Task objective:
Find the lines below in which the string "restore" occurs. Copy each one.

Records shown:
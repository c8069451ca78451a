use crate::types::DbId;
use crate::validation::FieldErrors;

#[derive(Debug, thiserror::Error)]
pub enum CoreError {
    #[error("Entity not found: {entity} with id {id}")]
    NotFound { entity: &'static str, id: DbId },

    #[error("Validation failed: {0}")]
    Validation(FieldErrors),

    #[error("Conflict: {0}")]
    Conflict(String),

    #[error("Unauthorized: {0}")]
    Unauthorized(String),

    #[error("Internal error: {0}")]
    Internal(String),
}
use axum::routing::{delete, get, post};
use axum::Router;

use crate::handlers::category;
use crate::state::AppState;

/// Routes mounted at `/categories`.
///
/// ```text
/// GET    /                -> index
/// POST   /                -> store
/// GET    /{id}            -> show
/// PUT    /{id}            -> update
/// DELETE /{id}            -> destroy
/// POST   /{id}/restore    -> restore
/// DELETE /{id}/force      -> force_destroy
/// ```
pub fn router() -> Router<AppState> {
    Router::new()
        .route("/", get(category::index).post(category::store))
        .route(
            "/{id}",
            get(category::show).put(category::update).delete(category::destroy),
        )
        .route("/{id}/restore", post(category::restore))
        .route("/{id}/force", delete(category::force_destroy))
}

Response to this exercise:
/// POST   /{id}/restore    -> restore
        .route("/{id}/restore", post(category::restore))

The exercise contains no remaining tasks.